En un mundo globalizado que no ve acabada una crisis cuando se avecina otra, la pobreza es uno de los mayores males de la humanidad. Y de los más incomprensibles, porque podría evitarse con una gestión eficaz de los recursos disponibles y un menor derroche; por ejemplo en la cadena alimentaria de los países desarrollados, que desperdician un tercio de la comida mientras otros sufren hambruna endémica. Pero la pobreza tiene distintos azotes y víctimas diferentes, y entre ellas la infancia quizá sea la más castigada, al ser el colectivo que padece mayor indefensión. En Andalucía, por mencionar lo cercano, alrededor del 30% de los menores está en riesgo de exclusión social. Y, contra lo que podría creerse, aquí como en otras latitudes los niños pobres de ciudad son más pobres que los del campo. Así lo alertaba Unicef en su informe Ventaja o paradoja: el reto para los niños y jóvenes que crecen en ciudades, en el que se arrojan datos tan tremendos como que en uno de cada cuatro países los pequeños que, como sus padres, nadan en la miseria en el medio urbano tienen más probabilidades de morir antes de cumplir cinco años que los de zonas rurales.

Y es que, a pesar del éxodo que ha convertido algunos núcleos en pueblos fantasmas por pensar sus habitantes que en las ciudades se atan los perros con longanizas, cuando las cosas vienen mal dadas esa inmigración interna que sale de casa en busca de una vida mejor se topa con enormes desigualdades, exclusión y mil obstáculos más que configuran eso que los expertos llaman «paradoja urbana». O sea, la gran decepción.

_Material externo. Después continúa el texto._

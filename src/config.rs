//! Configuration management for schema-dto
//!
//! Supports loading configuration from:
//! - Default values
//! - Config file (dto.toml)
//! - Environment variables (DTO__*)
//!
//! `[derivations]` tables are read from the config files only, straight
//! through `toml`, so field names, option names and table keys keep their
//! case. The layered loader lowercases keys, which would break renames of
//! camelCase fields.
//!
//! ## Example config file (dto.toml):
//! ```toml
//! [schemas]
//! dir = "./schemas"
//!
//! [output]
//! format = "pretty"
//! dir = "./generated"
//!
//! [derivations.entity_patch]
//! base = "entity.schema.json"
//! output_name = "EntityPatch"
//! partial = true
//! omit = ["created_at"]
//!
//! [derivations.entity_patch.config]
//! title = "Entity patch"
//! ```

use config_crate::{Config, ConfigError, Environment, File};
use serde::{Deserialize, Serialize};
use std::collections::BTreeMap;
use std::path::{Path, PathBuf};

use crate::derive::DerivationSpec;

/// Main configuration for schema-dto
#[derive(Debug, Clone, Default, Serialize, Deserialize)]
pub struct DtoConfig {
    /// Where base schemas live
    #[serde(default)]
    pub schemas: SchemasConfig,

    /// Output settings
    #[serde(default)]
    pub output: OutputConfig,

    /// Named derivations; the key doubles as the output name when
    /// `output_name` is not set
    #[serde(default)]
    pub derivations: BTreeMap<String, NamedDerivation>,
}

/// Base schema location
#[derive(Debug, Clone, Serialize, Deserialize)]
pub struct SchemasConfig {
    /// Directory that `base` paths are resolved against
    #[serde(default = "default_schemas_dir")]
    pub dir: PathBuf,
}

/// Output configuration
#[derive(Debug, Clone, Serialize, Deserialize)]
pub struct OutputConfig {
    /// JSON layout
    #[serde(default)]
    pub format: OutputFormat,

    /// Write derived schemas here instead of stdout
    #[serde(default)]
    pub dir: Option<PathBuf>,

    /// Print each derived schema's fingerprint
    #[serde(default = "default_true")]
    pub show_fingerprint: bool,
}

/// Output format for JSON
#[derive(Debug, Clone, Copy, Serialize, Deserialize, Default, PartialEq, Eq)]
#[serde(rename_all = "lowercase")]
pub enum OutputFormat {
    #[default]
    Pretty,
    Compact,
}

impl OutputFormat {
    pub fn render(&self, value: &serde_json::Value) -> serde_json::Result<String> {
        match self {
            OutputFormat::Pretty => serde_json::to_string_pretty(value),
            OutputFormat::Compact => serde_json::to_string(value),
        }
    }
}

/// One derivation declared in the config file
#[derive(Debug, Clone, Serialize, Deserialize)]
pub struct NamedDerivation {
    /// Base schema file, relative to `schemas.dir`
    pub base: PathBuf,

    #[serde(flatten)]
    pub spec: DerivationSpec,
}

/// The `[derivations]` part of one config file
#[derive(Debug, Default, Deserialize)]
struct DerivationsFile {
    #[serde(default)]
    derivations: BTreeMap<String, NamedDerivation>,
}

/// Existing config files at the default locations, in load order
fn default_config_files() -> Vec<PathBuf> {
    let mut files: Vec<PathBuf> = ["dto.toml", ".dto.toml", "config/dto.toml"]
        .into_iter()
        .map(PathBuf::from)
        .collect();

    // XDG config directory
    if let Some(config_dir) = directories::ProjectDirs::from("dev", "familiar", "dto") {
        files.push(config_dir.config_dir().join("dto.toml"));
    }

    files.retain(|path| path.is_file());
    files
}

/// An explicit config path may omit its `.toml` extension
fn resolve_config_path(path: &str) -> PathBuf {
    let path = PathBuf::from(path);
    if path.extension().is_none() && !path.exists() {
        path.with_extension("toml")
    } else {
        path
    }
}

/// Read derivation tables from `files`, preserving key case.
///
/// A derivation defined in several files takes the last definition whole.
fn load_derivations(files: &[PathBuf]) -> Result<BTreeMap<String, NamedDerivation>, ConfigError> {
    let mut derivations = BTreeMap::new();
    for path in files {
        let content = std::fs::read_to_string(path)
            .map_err(|e| ConfigError::Message(format!("{}: {}", path.display(), e)))?;
        let file: DerivationsFile = toml::from_str(&content)
            .map_err(|e| ConfigError::Message(format!("{}: {}", path.display(), e)))?;
        derivations.extend(file.derivations);
    }
    Ok(derivations)
}

// Default value functions
fn default_schemas_dir() -> PathBuf {
    PathBuf::from(".")
}

fn default_true() -> bool {
    true
}

impl Default for SchemasConfig {
    fn default() -> Self {
        Self {
            dir: default_schemas_dir(),
        }
    }
}

impl Default for OutputConfig {
    fn default() -> Self {
        Self {
            format: OutputFormat::Pretty,
            dir: None,
            show_fingerprint: true,
        }
    }
}

impl DtoConfig {
    /// Load configuration from default locations
    pub fn load() -> Result<Self, ConfigError> {
        Self::load_from(None)
    }

    /// Load configuration, optionally adding a specific file
    pub fn load_from(config_path: Option<&str>) -> Result<Self, ConfigError> {
        let mut builder = Config::builder();
        let mut files = default_config_files();

        // Load from default locations
        for path in &files {
            builder = builder.add_source(File::from(path.as_path()).required(false));
        }

        // Load from specified path
        if let Some(path) = config_path {
            builder = builder.add_source(File::with_name(path).required(true));
        }

        // Load from environment variables (DTO__*)
        builder = builder.add_source(
            Environment::with_prefix("DTO")
                .separator("__")
                .try_parsing(true),
        );

        let config = builder.build()?;
        let mut loaded: Self = config.try_deserialize()?;

        if let Some(path) = config_path {
            files.push(resolve_config_path(path));
        }
        loaded.derivations = load_derivations(&files)?;
        tracing::debug!(derivations = loaded.derivations.len(), "loaded dto config");
        Ok(loaded)
    }

    /// Save configuration to a file
    pub fn save(&self, path: &str) -> std::io::Result<()> {
        let content = toml::to_string_pretty(self)
            .map_err(|e| std::io::Error::new(std::io::ErrorKind::InvalidData, e))?;
        std::fs::write(path, content)
    }

    /// Resolve a derivation's base schema path
    pub fn base_path(&self, derivation: &NamedDerivation) -> PathBuf {
        if derivation.base.is_absolute() {
            derivation.base.clone()
        } else {
            self.schemas.dir.join(&derivation.base)
        }
    }

    /// Spec for a named derivation, with the key as fallback output name
    pub fn spec_for(&self, key: &str) -> Option<DerivationSpec> {
        let derivation = self.derivations.get(key)?;
        let mut spec = derivation.spec.clone();
        if spec.output_name.is_none() {
            spec.output_name = Some(key.to_string());
        }
        Some(spec)
    }

    /// Where a derived schema is written, if an output directory is set
    pub fn output_path(&self, name: &str) -> Option<PathBuf> {
        self.output
            .dir
            .as_deref()
            .map(|dir: &Path| dir.join(format!("{}.schema.json", name)))
    }
}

Familias que renunciaron a su hogar de siempre y su universo de pueblo -donde tal vez no tenían horizontes, pero sí un buen pasar con su huerto a mano-- en busca de mayores oportunidades laborales y mejor acceso a la atención sanitaria y a la educación para sus hijos, y ahora se encuentran perdidos, sin saber cómo beneficiarse de servicios esenciales y privados de casi todo menos de la esperanza en que cambie su suerte.

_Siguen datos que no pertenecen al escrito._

//! Field type expressions
//!
//! A [`FieldType`] is the semantic type of a single field. It knows how to
//! render itself, check a JSON value against itself, widen itself to accept
//! absence, and convert to and from JSON Schema fragments.

use serde_json::{json, Value};
use std::fmt;

/// Semantic type of a field
#[derive(Debug, Clone, PartialEq, Eq, Hash)]
pub enum FieldType {
    String,
    Integer,
    Number,
    Boolean,
    Null,
    /// Accepts any JSON value, including null
    Any,
    /// Homogeneous list
    Array(Box<FieldType>),
    /// String-keyed map with homogeneous values
    Map(Box<FieldType>),
    /// Reference to another named schema; checked as an object
    Ref(String),
    /// `T | null`
    Optional(Box<FieldType>),
    Union(Vec<FieldType>),
}

impl FieldType {
    pub fn array(items: FieldType) -> Self {
        Self::Array(Box::new(items))
    }

    pub fn map(values: FieldType) -> Self {
        Self::Map(Box::new(values))
    }

    pub fn reference(name: impl Into<String>) -> Self {
        Self::Ref(name.into())
    }

    pub fn optional(inner: FieldType) -> Self {
        Self::Optional(Box::new(inner))
    }

    /// Whether null (absence) is a valid value of this type
    pub fn accepts_null(&self) -> bool {
        match self {
            Self::Null | Self::Any | Self::Optional(_) => true,
            Self::Union(members) => members.iter().any(FieldType::accepts_null),
            _ => false,
        }
    }

    /// Widen to "this type or absent".
    ///
    /// Types that already accept null are returned unchanged, so widening is
    /// idempotent: `string | null` never becomes `(string | null) | null`.
    pub fn or_absent(&self) -> Self {
        if self.accepts_null() {
            self.clone()
        } else {
            Self::optional(self.clone())
        }
    }

    /// Check a JSON value against this type
    pub fn accepts(&self, value: &Value) -> bool {
        match self {
            Self::String => value.is_string(),
            Self::Integer => value.is_i64() || value.is_u64(),
            Self::Number => value.is_number(),
            Self::Boolean => value.is_boolean(),
            Self::Null => value.is_null(),
            Self::Any => true,
            Self::Array(items) => value
                .as_array()
                .map(|arr| arr.iter().all(|v| items.accepts(v)))
                .unwrap_or(false),
            Self::Map(values) => value
                .as_object()
                .map(|obj| obj.values().all(|v| values.accepts(v)))
                .unwrap_or(false),
            Self::Ref(_) => value.is_object(),
            Self::Optional(inner) => value.is_null() || inner.accepts(value),
            Self::Union(members) => members.iter().any(|m| m.accepts(value)),
        }
    }

    /// Describe why this type cannot be built, if it is degenerate
    pub fn structural_problem(&self) -> Option<String> {
        match self {
            Self::Ref(name) if name.trim().is_empty() => {
                Some("reference has an empty schema name".to_string())
            }
            Self::Union(members) if members.is_empty() => {
                Some("union has no members".to_string())
            }
            Self::Union(members) => members.iter().find_map(FieldType::structural_problem),
            Self::Array(inner) | Self::Map(inner) | Self::Optional(inner) => {
                inner.structural_problem()
            }
            _ => None,
        }
    }

    /// Render as a JSON Schema fragment
    pub fn to_json_schema(&self) -> Value {
        match self {
            Self::String => json!({ "type": "string" }),
            Self::Integer => json!({ "type": "integer" }),
            Self::Number => json!({ "type": "number" }),
            Self::Boolean => json!({ "type": "boolean" }),
            Self::Null => json!({ "type": "null" }),
            Self::Any => json!({}),
            Self::Array(items) => json!({ "type": "array", "items": items.to_json_schema() }),
            Self::Map(values) => json!({
                "type": "object",
                "additionalProperties": values.to_json_schema(),
            }),
            Self::Ref(name) => json!({ "$ref": name }),
            Self::Optional(inner) => json!({
                "anyOf": [inner.to_json_schema(), { "type": "null" }],
            }),
            Self::Union(members) => json!({
                "anyOf": members.iter().map(FieldType::to_json_schema).collect::<Vec<_>>(),
            }),
        }
    }

    /// Read a JSON Schema property fragment.
    ///
    /// `anyOf`/`oneOf` with exactly one non-null member plus `null` becomes
    /// [`FieldType::Optional`]; a list-valued `type` becomes a union.
    pub fn from_json_schema(fragment: &Value) -> Result<Self, String> {
        let obj = fragment
            .as_object()
            .ok_or_else(|| format!("expected an object, got {}", fragment))?;

        if let Some(target) = obj.get("$ref").and_then(|v| v.as_str()) {
            return Ok(Self::reference(target));
        }

        if let Some(members) = obj
            .get("anyOf")
            .or_else(|| obj.get("oneOf"))
            .and_then(|v| v.as_array())
        {
            let members = members
                .iter()
                .map(Self::from_json_schema)
                .collect::<Result<Vec<_>, _>>()?;
            return Ok(Self::from_members(members));
        }

        match obj.get("type") {
            None => Ok(Self::Any),
            Some(Value::String(name)) => Self::from_type_name(name, obj),
            Some(Value::Array(names)) => {
                let members = names
                    .iter()
                    .map(|n| {
                        n.as_str()
                            .ok_or_else(|| format!("type list entries must be strings, got {}", n))
                            .and_then(|n| Self::from_type_name(n, obj))
                    })
                    .collect::<Result<Vec<_>, _>>()?;
                Ok(Self::from_members(members))
            }
            Some(other) => Err(format!("unsupported type keyword {}", other)),
        }
    }

    fn from_type_name(name: &str, obj: &serde_json::Map<String, Value>) -> Result<Self, String> {
        match name {
            "string" => Ok(Self::String),
            "integer" => Ok(Self::Integer),
            "number" => Ok(Self::Number),
            "boolean" => Ok(Self::Boolean),
            "null" => Ok(Self::Null),
            "array" => match obj.get("items") {
                Some(items) => Ok(Self::array(Self::from_json_schema(items)?)),
                None => Ok(Self::array(Self::Any)),
            },
            "object" => match obj.get("additionalProperties") {
                Some(values) if values.is_object() => Ok(Self::map(Self::from_json_schema(values)?)),
                _ => Ok(Self::map(Self::Any)),
            },
            other => Err(format!("unknown type '{}'", other)),
        }
    }

    fn from_members(mut members: Vec<FieldType>) -> Self {
        let nulls = members.iter().filter(|m| **m == Self::Null).count();
        if nulls == 1 && members.len() == 2 {
            members.retain(|m| *m != Self::Null);
            return Self::optional(members.remove(0));
        }
        if members.len() == 1 {
            return members.remove(0);
        }
        Self::Union(members)
    }
}

impl fmt::Display for FieldType {
    fn fmt(&self, f: &mut fmt::Formatter<'_>) -> fmt::Result {
        match self {
            Self::String => write!(f, "string"),
            Self::Integer => write!(f, "integer"),
            Self::Number => write!(f, "number"),
            Self::Boolean => write!(f, "boolean"),
            Self::Null => write!(f, "null"),
            Self::Any => write!(f, "any"),
            Self::Array(items) => write!(f, "array<{}>", items),
            Self::Map(values) => write!(f, "map<{}>", values),
            Self::Ref(name) => write!(f, "{}", name),
            Self::Optional(inner) => write!(f, "{} | null", inner),
            Self::Union(members) => {
                let rendered: Vec<String> = members.iter().map(|m| m.to_string()).collect();
                write!(f, "{}", rendered.join(" | "))
            }
        }
    }
}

Pero la situación aún puede ponerse peor para los niños si habitan en zonas de conflicto, como se deduce del último estudio de la agencia de Naciones Unidas. Según denuncia Unicef en el informe Perspectivas para la acción humanitaria para la infancia 2019, esta sufre la mayor amenaza para su desarrollo en los últimos 30 años, que son los transcurridos desde que se firmara la Convención sobre los Derechos del Niño, el tratado internacional sobre derechos humanos con el mayor respaldo de toda la historia, aunque no parece que ese detalle haya servido de mucho. La realidad es que cada vez hay más países involucrados en enfrentamientos externos o internos --el último, Venezuela-- y que en ellos «quienes no han alcanzado el pleno desarrollo físico y mental», que es para los que se concibió el citado tratado, son las víctimas más vulnerables de las guerras y las injusticias. Se habla de su «estrés tóxico», de las cicatrices anímicas --causadas por abusos sexuales, secuestros, reclutamientos forzados...-- que quedan cuando las heridas físicas han sanado. Y ello unido a una pobreza extrema que algunos gobiernos parecen querer perpetuar cerrando la puerta a la ayuda de fuera y dificultando a los cooperantes su esfuerzo. Unicef cifra en 3.500 millones de euros la ayuda imprescindible para que los menores de todo el mundo vean cubiertas este año sus necesidades básicas, pero en 2018 la recaudación no llegó ni a la mitad de esa cantidad, que es el presupuesto para el desarrollo de sus programas de acción humanitaria. No, no corren buenos tiempos para ser niño y pobre. Pero lo peor es que no le irá mejor de adulto.